//! Detected features and the spectra attached to them.
use mzpeaks::prelude::*;
use mzpeaks::{CentroidPeak, IndexType, PeakSet};

#[cfg(feature = "serde")]
use serde::{Deserialize, Serialize};

use crate::candidate::{CandidateIdentity, MatchedLipid};

/// Describes the polarity of an ion or a spectrum
#[derive(Debug, Clone, Copy, PartialEq, Eq, Hash, Default)]
#[cfg_attr(feature = "serde", derive(Serialize, Deserialize))]
pub enum Polarity {
    #[default]
    Unknown = 0,
    Positive = 1,
    Negative = -1,
}

impl Polarity {
    /// Whether an ion of polarity `other` can be observed in data of this polarity.
    /// Data of unknown polarity admits either.
    pub fn admits(&self, other: Polarity) -> bool {
        match self {
            Self::Unknown => true,
            _ => *self == other,
        }
    }
}

fn peaks_from_pairs(mzs: &[f64], intensities: &[f32]) -> PeakSet {
    let peaks: Vec<CentroidPeak> = mzs
        .iter()
        .zip(intensities.iter())
        .enumerate()
        .map(|(i, (mz, inten))| CentroidPeak::new(*mz, *inten, i as IndexType))
        .collect();
    PeakSet::new(peaks)
}

/// A centroided fragmentation spectrum associated with a feature
#[derive(Debug, Clone, Default)]
pub struct FragmentSpectrum {
    pub polarity: Polarity,
    pub precursor_mz: Option<f64>,
    pub peaks: PeakSet,
}

impl FragmentSpectrum {
    pub fn new(polarity: Polarity, precursor_mz: Option<f64>, peaks: PeakSet) -> Self {
        Self {
            polarity,
            precursor_mz,
            peaks,
        }
    }

    pub fn from_arrays(
        polarity: Polarity,
        precursor_mz: Option<f64>,
        mzs: &[f64],
        intensities: &[f32],
    ) -> Self {
        Self::new(polarity, precursor_mz, peaks_from_pairs(mzs, intensities))
    }

    pub fn is_empty(&self) -> bool {
        self.peaks.is_empty()
    }

    pub fn len(&self) -> usize {
        self.peaks.len()
    }

    pub fn total_intensity(&self) -> f64 {
        self.peaks.iter().map(|p| p.intensity as f64).sum()
    }
}

/// A measured or predicted isotope pattern
#[derive(Debug, Clone, Default)]
pub struct IsotopePattern {
    pub peaks: PeakSet,
}

impl IsotopePattern {
    pub fn new(peaks: PeakSet) -> Self {
        Self { peaks }
    }

    pub fn from_arrays(mzs: &[f64], intensities: &[f32]) -> Self {
        Self::new(peaks_from_pairs(mzs, intensities))
    }

    pub fn is_empty(&self) -> bool {
        self.peaks.is_empty()
    }

    /// The `(m/z, intensity)` pairs scaled so that the most intense peak is 1
    pub fn normalized(&self) -> Vec<(f64, f64)> {
        let max = self
            .peaks
            .iter()
            .map(|p| p.intensity as f64)
            .fold(0.0, f64::max);
        if max <= 0.0 {
            return Vec::new();
        }
        self.peaks
            .iter()
            .map(|p| (p.mz, p.intensity as f64 / max))
            .collect()
    }
}

/// A detected chromatographic or mobility signal with its averaged properties.
///
/// The measured values are read-only to this crate. Only the annotation lists are
/// written, and only by the worker that holds the feature.
#[derive(Debug, Clone, Default)]
pub struct Feature {
    pub id: u64,
    pub mz: f64,
    /// In minutes
    pub rt: Option<f32>,
    pub mobility: Option<f32>,
    pub ccs: Option<f32>,
    pub ri: Option<f32>,
    pub polarity: Polarity,
    pub isotope_pattern: Option<IsotopePattern>,
    pub fragment_spectra: Vec<FragmentSpectrum>,
    pub lipid_annotations: Vec<MatchedLipid>,
    pub annotations: Vec<CandidateIdentity>,
}

impl Feature {
    pub fn new(id: u64, mz: f64, polarity: Polarity) -> Self {
        Self {
            id,
            mz,
            polarity,
            ..Default::default()
        }
    }

    pub fn with_rt(mut self, rt: f32) -> Self {
        self.rt = Some(rt);
        self
    }

    pub fn with_mobility(mut self, mobility: f32) -> Self {
        self.mobility = Some(mobility);
        self
    }

    pub fn with_ccs(mut self, ccs: f32) -> Self {
        self.ccs = Some(ccs);
        self
    }

    pub fn with_ri(mut self, ri: f32) -> Self {
        self.ri = Some(ri);
        self
    }

    pub fn with_isotope_pattern(mut self, pattern: IsotopePattern) -> Self {
        self.isotope_pattern = Some(pattern);
        self
    }

    pub fn add_fragment_spectrum(&mut self, spectrum: FragmentSpectrum) {
        self.fragment_spectra.push(spectrum);
    }

    pub fn with_fragment_spectrum(mut self, spectrum: FragmentSpectrum) -> Self {
        self.add_fragment_spectrum(spectrum);
        self
    }

    pub fn has_fragment_spectra(&self) -> bool {
        !self.fragment_spectra.is_empty()
    }

    /// Every candidate identity of this feature, the lipid matches after the others
    pub fn all_candidates(&self) -> Vec<CandidateIdentity> {
        self.annotations
            .iter()
            .cloned()
            .chain(self.lipid_annotations.iter().cloned().map(CandidateIdentity::Lipid))
            .collect()
    }
}

#[cfg(test)]
mod test {
    use super::*;

    #[test_log::test]
    fn test_spectrum_sorted() {
        let spec = FragmentSpectrum::from_arrays(
            Polarity::Positive,
            Some(760.58),
            &[500.0, 184.07, 577.5],
            &[10.0, 100.0, 5.0],
        );
        assert_eq!(spec.len(), 3);
        let mzs: Vec<f64> = spec.peaks.iter().map(|p| p.mz).collect();
        assert_eq!(mzs, vec![184.07, 500.0, 577.5]);
        assert_eq!(spec.total_intensity(), 115.0);
    }

    #[test_log::test]
    fn test_isotope_normalization() {
        let pattern = IsotopePattern::from_arrays(&[100.0, 101.0], &[50.0, 25.0]);
        let norm = pattern.normalized();
        assert_eq!(norm, vec![(100.0, 1.0), (101.0, 0.5)]);
        assert!(IsotopePattern::default().normalized().is_empty());
    }

    #[test_log::test]
    fn test_polarity_admits() {
        assert!(Polarity::Unknown.admits(Polarity::Negative));
        assert!(Polarity::Positive.admits(Polarity::Positive));
        assert!(!Polarity::Positive.admits(Polarity::Negative));
    }
}
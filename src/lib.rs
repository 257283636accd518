//! `mzannot` annotates detected LC-MS features with candidate identities.
//!
//! Compound database entries and spectral library hits are matched on m/z, RT,
//! mobility and CCS windows. Lipids are searched against a database enumerated
//! from class templates and confirmed against the feature's fragmentation spectra,
//! from species level (`PC 34:1`) up to molecular species level (`PC 16:0_18:1`).
//! Every candidate can then be graded on the Sumner and Schymanski confidence scales
//! and ranked.
//!
//! ```
//! use mzannot::{
//!     CancellationToken, Feature, FragmentSpectrum, LipidSearch, LipidSearchParameters, Polarity,
//! };
//! use mzannot::lipid::catalog;
//!
//! let params = LipidSearchParameters::default()
//!     .with_classes(catalog::by_abbr("PC"))
//!     .with_min_msms_score(20.0);
//! let search = LipidSearch::new(params).unwrap();
//!
//! let mut features = vec![Feature::new(0, 760.5851, Polarity::Positive).with_fragment_spectrum(
//!     FragmentSpectrum::from_arrays(
//!         Polarity::Positive,
//!         Some(760.5851),
//!         &[184.0733, 478.3292, 504.3449, 760.5851],
//!         &[1000.0, 200.0, 150.0, 300.0],
//!     ),
//! )];
//! let summary = search.run(&mut features, &CancellationToken::new()).unwrap();
//! assert_eq!(summary.annotated, 1);
//! assert_eq!(features[0].lipid_annotations[0].identity(), "PC 16:0_18:1");
//! ```
pub mod candidate;
pub mod chemistry;
pub mod confidence;
pub mod database;
pub mod feature;
pub mod fragments;
pub mod lipid;
pub mod matching;
pub mod params;
pub mod prelude;
pub mod ranking;
pub mod resolver;
pub mod search;
pub mod tolerance;
pub mod utils;
pub mod validation;

pub use crate::candidate::{
    AnnotationLike, AttributeValue, CandidateIdentity, CompoundDbAnnotation, MatchedLipid,
    SpectralLibraryMatch,
};
pub use crate::chemistry::{ElementalComposition, IonType, IonizationType};
pub use crate::confidence::{AnnotationSummary, MsiLevel, SchymanskiLevel, ScoreKind, SummaryConfig};
pub use crate::database::{build_lipid_database, LipidDatabase, LipidIon};
pub use crate::feature::{Feature, FragmentSpectrum, IsotopePattern, Polarity};
pub use crate::fragments::{LipidFragment, LipidFragmentFactory};
pub use crate::lipid::{ChainParameters, LipidAnnotation, LipidClass};
pub use crate::matching::{annotate_with_compounds, MatchTolerances};
pub use crate::params::{Param, ParamDescribed, ParamLike};
pub use crate::ranking::{best_annotation, rank_annotations};
pub use crate::resolver::{LipidAnnotationResolver, SharedPeakFilter};
pub use crate::search::{CancellationToken, LipidSearch, LipidSearchParameters, SearchError};
pub use crate::tolerance::{MzTolerance, RtTolerance, ScoreBounds};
= = = =
TASK TO COMPLETE: In these records, tally the lines that contain the string "matching", and give only the result.

ANSWER BELOW: 2